CHAPTER XV
THE INDIAN AND THE SEX QUESTION
Having studied medicine somewhat in my life, I have been permitted as a “medicine man” to know more of the intimate life of the Indian women than many white men. In this article I propose to give the results of many observations in this field, with full assurance that there are many things the white woman may learn from the Indian, both in her treatment of herself and her children.
In the first place, the period of adolescence in both boys and girls is regarded with the importance it deserves.
The white race has much to learn from the Indian in its treatment of boys and girls at this age. My blood is made to boil almost every day when I am in our cities and see young girls, just entering into maidenhood, coming home from school, anæmic, pale, nervous, irritable, almost victims of St. Vitus’s dance, often dyspeptic or with a cough fastening its hold upon them, because their parents are so blind and foolish as to prefer book and school education to health. To me such parents are guilty of cruelty and criminality, and I would sooner imprison them and take away the control of their children from them than I would the forger or the housebreaker. They are cruel in that they are either ignorantly or wilfully ruining the health,—perhaps for life,—of their children, and they are criminal in that by so doing they are injuring the future welfare of the state. Boys, too, are treated exactly the same at this time as at any other, and when the great mystery of sex awakening is upon them, they are sent to school as usual, treated with the same untrue answers to the questions that arise that they were given to quiet their minds when they were little more than babies. I am thankful there has been much of an awakening in this matter during the past twenty years, and that I have had an active part in it. I think it was in 1888 that I published a small book on sex teaching for the young.[4] It is as imperative to warn the young to-day as it was then. The Indian boy is instructed fully into the mystery of sex just as soon and as simply as he is in every other question that arises, and at puberty he is made the subject of specific ceremonies that teach him the meaning of the change that is coming over him. He is treated with a new dignity, is formally recognized as having entered man’s estate, and is sent out into the woods or the solitude of the desert “to come to himself.”

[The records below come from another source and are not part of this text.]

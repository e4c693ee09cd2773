use axum::{
    extract::{Json, Path},
    http::StatusCode,
};
use contracts::system::users::{ChangePasswordDto, CreateUserDto, UpdateUserDto, User};
use serde_json::json;

use crate::system::auth::extractor::CurrentUser;
use crate::system::users::service;

/// GET /api/system/users
pub async fn list() -> Result<Json<Vec<User>>, StatusCode> {
    match service::list_all().await {
        Ok(users) => Ok(Json(users)),
        Err(e) => {
            tracing::error!("Failed to list users: {}", e);
            Err(StatusCode::INTERNAL_SERVER_ERROR)
        }
    }
}

/// GET /api/system/users/:id
pub async fn get_by_id(Path(id): Path<String>) -> Result<Json<User>, StatusCode> {
    match service::get_by_id(&id).await {
        Ok(Some(user)) => Ok(Json(user)),
        Ok(None) => Err(StatusCode::NOT_FOUND),
        Err(_) => Err(StatusCode::INTERNAL_SERVER_ERROR),
    }
}

/// POST /api/system/users
pub async fn create(
    CurrentUser(claims): CurrentUser,
    Json(dto): Json<CreateUserDto>,
) -> Result<Json<serde_json::Value>, StatusCode> {
    match service::create(dto, Some(claims.sub.clone())).await {
        Ok(id) => {
            crate::system::logs::service::audit(
                "user.create",
                "user",
                Some(id.clone()),
                Some(claims.username),
                "계정 생성".to_string(),
            );
            Ok(Json(json!({"id": id})))
        }
        Err(e) => {
            tracing::warn!("Failed to create user: {}", e);
            Err(StatusCode::BAD_REQUEST)
        }
    }
}

/// PUT /api/system/users/:id
pub async fn update(
    Path(id): Path<String>,
    Json(mut dto): Json<UpdateUserDto>,
) -> Result<StatusCode, StatusCode> {
    dto.id = id;
    match service::update(dto).await {
        Ok(()) => Ok(StatusCode::OK),
        Err(e) => {
            tracing::warn!("Failed to update user: {}", e);
            Err(StatusCode::BAD_REQUEST)
        }
    }
}

/// DELETE /api/system/users/:id
pub async fn delete(
    CurrentUser(claims): CurrentUser,
    Path(id): Path<String>,
) -> Result<StatusCode, StatusCode> {
    // Deleting yourself locks you out
    if claims.sub == id {
        return Err(StatusCode::BAD_REQUEST);
    }
    match service::delete(&id).await {
        Ok(true) => {
            crate::system::logs::service::audit(
                "user.delete",
                "user",
                Some(id),
                Some(claims.username),
                "계정 삭제".to_string(),
            );
            Ok(StatusCode::OK)
        }
        Ok(false) => Err(StatusCode::NOT_FOUND),
        Err(_) => Err(StatusCode::INTERNAL_SERVER_ERROR),
    }
}

/// POST /api/system/users/:id/change-password
pub async fn change_password(
    CurrentUser(claims): CurrentUser,
    Path(id): Path<String>,
    Json(mut dto): Json<ChangePasswordDto>,
) -> Result<StatusCode, StatusCode> {
    dto.user_id = id;
    match service::change_password(dto, &claims.sub).await {
        Ok(()) => Ok(StatusCode::OK),
        Err(e) => {
            tracing::warn!("Failed to change password: {}", e);
            Err(StatusCode::BAD_REQUEST)
        }
    }
}
use crate::domain::common::{AggregateId, AggregateRoot, BaseAggregate, EntityMetadata};
use serde::{Deserialize, Serialize};
use uuid::Uuid;

#[derive(Debug, Clone, Copy, PartialEq, Eq, Hash, Serialize, Deserialize)]
pub struct PerformanceReportId(pub Uuid);

impl PerformanceReportId {
    pub fn new(value: Uuid) -> Self {
        Self(value)
    }

    pub fn new_v4() -> Self {
        Self(Uuid::new_v4())
    }

    pub fn value(&self) -> Uuid {
        self.0
    }
}

impl AggregateId for PerformanceReportId {
    fn as_string(&self) -> String {
        self.0.to_string()
    }

    fn from_string(s: &str) -> Result<Self, String> {
        Uuid::parse_str(s)
            .map(PerformanceReportId::new)
            .map_err(|e| format!("Invalid UUID: {}", e))
    }
}

/// Quarterly performance report of a member company (성과 보고)
#[derive(Debug, Clone, Serialize, Deserialize)]
pub struct PerformanceReport {
    #[serde(flatten)]
    pub base: BaseAggregate<PerformanceReportId>,

    #[serde(rename = "companyRef")]
    pub company_ref: Uuid,

    pub year: i32,

    /// 1..=4
    pub quarter: i32,

    /// KRW
    pub revenue: i64,

    #[serde(rename = "employeeCount")]
    pub employee_count: i32,

    /// Investment raised during the quarter, KRW
    pub investment: i64,

    /// Export amount, KRW
    pub exports: i64,
}

impl PerformanceReport {
    pub fn new_for_insert(
        company_ref: Uuid,
        year: i32,
        quarter: i32,
        revenue: i64,
        employee_count: i32,
        investment: i64,
        exports: i64,
        comment: Option<String>,
    ) -> Self {
        let code = format!("RPT-{}Q{}", year, quarter);
        let description = format!("{}년 {}분기 성과보고", year, quarter);
        let mut base = BaseAggregate::new(PerformanceReportId::new_v4(), code, description);
        base.comment = comment;

        Self {
            base,
            company_ref,
            year,
            quarter,
            revenue,
            employee_count,
            investment,
            exports,
        }
    }

    pub fn to_string_id(&self) -> String {
        self.base.id.as_string()
    }

    pub fn update(&mut self, dto: &PerformanceReportDto) {
        self.year = dto.year;
        self.quarter = dto.quarter;
        self.revenue = dto.revenue;
        self.employee_count = dto.employee_count;
        self.investment = dto.investment;
        self.exports = dto.exports;
        self.base.comment = dto.comment.clone();
    }

    pub fn validate(&self) -> Result<(), String> {
        if !(1..=4).contains(&self.quarter) {
            return Err("분기는 1에서 4 사이여야 합니다".into());
        }
        if self.year < 2000 || self.year > 2100 {
            return Err("연도가 올바르지 않습니다".into());
        }
        if self.revenue < 0 || self.investment < 0 || self.exports < 0 {
            return Err("금액은 음수가 될 수 없습니다".into());
        }
        if self.employee_count < 0 {
            return Err("고용 인원은 음수가 될 수 없습니다".into());
        }
        Ok(())
    }

    pub fn before_write(&mut self) {
        self.base.touch();
    }
}

impl AggregateRoot for PerformanceReport {
    type Id = PerformanceReportId;

    fn id(&self) -> Self::Id {
        self.base.id
    }

    fn code(&self) -> &str {
        &self.base.code
    }

    fn description(&self) -> &str {
        &self.base.description
    }

    fn metadata(&self) -> &EntityMetadata {
        &self.base.metadata
    }

    fn metadata_mut(&mut self) -> &mut EntityMetadata {
        &mut self.base.metadata
    }

    fn aggregate_index() -> &'static str {
        "a004"
    }

    fn collection_name() -> &'static str {
        "performance_report"
    }

    fn element_name() -> &'static str {
        "성과보고"
    }

    fn list_name() -> &'static str {
        "성과보고 목록"
    }
}

#[derive(Debug, Clone, Serialize, Deserialize, Default)]
pub struct PerformanceReportDto {
    pub id: Option<String>,

    #[serde(rename = "companyRef")]
    pub company_ref: String,

    pub year: i32,
    pub quarter: i32,
    pub revenue: i64,

    #[serde(rename = "employeeCount")]
    pub employee_count: i32,

    pub investment: i64,
    pub exports: i64,
    pub comment: Option<String>,
}

#[cfg(test)]
mod tests {
    use super::*;

    #[test]
    fn test_quarter_range() {
        let mut r = PerformanceReport::new_for_insert(Uuid::new_v4(), 2025, 2, 0, 0, 0, 0, None);
        assert!(r.validate().is_ok());
        r.quarter = 5;
        assert!(r.validate().is_err());
        r.quarter = 0;
        assert!(r.validate().is_err());
    }

    #[test]
    fn test_negative_amounts_rejected() {
        let mut r = PerformanceReport::new_for_insert(Uuid::new_v4(), 2025, 1, 100, 3, 0, 0, None);
        assert!(r.validate().is_ok());
        r.revenue = -1;
        assert!(r.validate().is_err());
    }
}
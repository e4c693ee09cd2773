use chrono::Utc;
use contracts::domain::a005_support_ticket::aggregate::{
    SupportTicket, SupportTicketId, TicketStatus,
};
use contracts::domain::common::{BaseAggregate, EntityMetadata};
use serde::{Deserialize, Serialize};
use uuid::Uuid;

use sea_orm::entity::prelude::*;
use sea_orm::{ColumnTrait, EntityTrait, QueryFilter, QueryOrder, Set};

use crate::shared::data::db::get_connection;

#[derive(Clone, Debug, PartialEq, Eq, DeriveEntityModel, Serialize, Deserialize)]
#[sea_orm(table_name = "a005_support_ticket")]
pub struct Model {
    #[sea_orm(primary_key, auto_increment = false)]
    pub id: String,
    pub code: String,
    pub description: String,
    pub comment: Option<String>,
    pub company_ref: Option<String>,
    pub body: String,
    pub status: String,
    pub answer: Option<String>,
    pub answered_at: Option<chrono::DateTime<chrono::Utc>>,
    pub is_deleted: bool,
    pub created_at: Option<chrono::DateTime<chrono::Utc>>,
    pub updated_at: Option<chrono::DateTime<chrono::Utc>>,
    pub version: i32,
}

#[derive(Copy, Clone, Debug, EnumIter, DeriveRelation)]
pub enum Relation {}

impl ActiveModelBehavior for ActiveModel {}

impl From<Model> for SupportTicket {
    fn from(m: Model) -> Self {
        let metadata = EntityMetadata {
            created_at: m.created_at.unwrap_or_else(Utc::now),
            updated_at: m.updated_at.unwrap_or_else(Utc::now),
            is_deleted: m.is_deleted,
            version: m.version,
        };
        let uuid = Uuid::parse_str(&m.id).unwrap_or_else(|_| Uuid::new_v4());

        SupportTicket {
            base: BaseAggregate::with_metadata(
                SupportTicketId(uuid),
                m.code,
                m.description,
                m.comment.clone(),
                metadata,
            ),
            company_ref: m.company_ref.as_deref().and_then(|s| Uuid::parse_str(s).ok()),
            body: m.body,
            status: TicketStatus::parse(&m.status).unwrap_or_default(),
            answer: m.answer,
            answered_at: m.answered_at,
        }
    }
}

fn conn() -> &'static DatabaseConnection {
    get_connection()
}

fn to_active_model(aggregate: &SupportTicket) -> ActiveModel {
    ActiveModel {
        id: Set(aggregate.base.id.value().to_string()),
        code: Set(aggregate.base.code.clone()),
        description: Set(aggregate.base.description.clone()),
        comment: Set(aggregate.base.comment.clone()),
        company_ref: Set(aggregate.company_ref.map(|u| u.to_string())),
        body: Set(aggregate.body.clone()),
        status: Set(aggregate.status.as_str().to_string()),
        answer: Set(aggregate.answer.clone()),
        answered_at: Set(aggregate.answered_at),
        is_deleted: Set(aggregate.base.metadata.is_deleted),
        created_at: Set(Some(aggregate.base.metadata.created_at)),
        updated_at: Set(Some(aggregate.base.metadata.updated_at)),
        version: Set(aggregate.base.metadata.version),
    }
}

/// Members see only their own tickets; admins pass None
pub async fn list(company_ref: Option<Uuid>) -> anyhow::Result<Vec<SupportTicket>> {
    let mut select = Entity::find().filter(Column::IsDeleted.eq(false));

    if let Some(company) = company_ref {
        select = select.filter(Column::CompanyRef.eq(company.to_string()));
    }

    let items = select
        .order_by_desc(Column::CreatedAt)
        .all(conn())
        .await?
        .into_iter()
        .map(Into::into)
        .collect();
    Ok(items)
}

pub async fn get_by_id(id: Uuid) -> anyhow::Result<Option<SupportTicket>> {
    let result = Entity::find_by_id(id.to_string()).one(conn()).await?;
    Ok(result.map(Into::into))
}

pub async fn insert(aggregate: &SupportTicket) -> anyhow::Result<Uuid> {
    let uuid = aggregate.base.id.value();
    to_active_model(aggregate).insert(conn()).await?;
    Ok(uuid)
}

pub async fn update(aggregate: &SupportTicket) -> anyhow::Result<()> {
    let mut active = to_active_model(aggregate);
    active.created_at = sea_orm::ActiveValue::NotSet;
    active.update(conn()).await?;
    Ok(())
}

pub async fn soft_delete(id: Uuid) -> anyhow::Result<bool> {
    use sea_orm::sea_query::Expr;
    let result = Entity::update_many()
        .col_expr(Column::IsDeleted, Expr::value(true))
        .col_expr(Column::UpdatedAt, Expr::value(Utc::now()))
        .filter(Column::Id.eq(id.to_string()))
        .exec(conn())
        .await?;
    Ok(result.rows_affected > 0)
}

[4] “The Guiding Light,” in two parts, to be had only from the author, 1098 N. Raymond Ave., Pasadena, Cal. In paper, 50 cents; in cloth, $1.00 postpaid.
In the case of girls, ceremonies of instruction, purification, and dedication are almost universally observed. The adolescent is set apart from her fellows, and the elder women give her definite and full instruction as to what the change that is taking place in her life means. She is shown the importance of the new function, and how much the welfare of the race depends upon it. Then she is made to undergo ceremonies that last for several days, in which her body and all its functions are dedicated to the tribe. She is one of the future mothers now, and, as such, is entitled to all respect and consideration. There is no foolish reserve, no “modesty,” so-called, which arrogates to itself the right to criticise the wisdom of God in creating human beings male and female that they may marry and propagate their kind upon the earth. For, wherever one finds the sort of “modesty” that is ashamed of natural and God-given functions, there is either a mental perversion for which the victim is to be pitied, or a moral perversion which is to be reprobated. Every Indian girl is given fully to understand what the function means, with all its possibilities, and she is taught to pray that, when the time comes, she may have a lover, and that he may be a good husband, and that, in due time, she may be the happy and healthy mother of many happy and healthy children.
And in some tribes there are certain shrines where the girls are taught to go and offer their prayers that lovers, husbands, and children—not one or two of the latter, but many—may be given to them at the will of the gods above.
This is to dignify sex, to train the girls that wifehood and motherhood are holy and to be desired, and that they are not matters merely to jest and joke about, or to talk in secret whispers about one to another, as if the very subject were unholy and unclean.
Then a matter of practical healthfulness is observed that white parents need very much to learn, it appears to me, especially in this age of scholastic crowding and mental overworking. Each month the girl is required to rest, in order that she may preserve and maintain her body in perfectly healthy condition. She may go where she will, but she must be quiet and still, in order that the function may be not disturbed, and that its regularity may be established. Not only this, but this habit of rest is kept up so long as the function continues through life. Even on the march a woman may stay behind (if she so desires) and rest for a day or so. The result of this rest at such times is shown in the strength and vigor the women show during pregnancy and at birth. They seem to store up strength, and, as I shall later show, childbirth to most of them is no more a time of peril, pain, or distress than is breathing.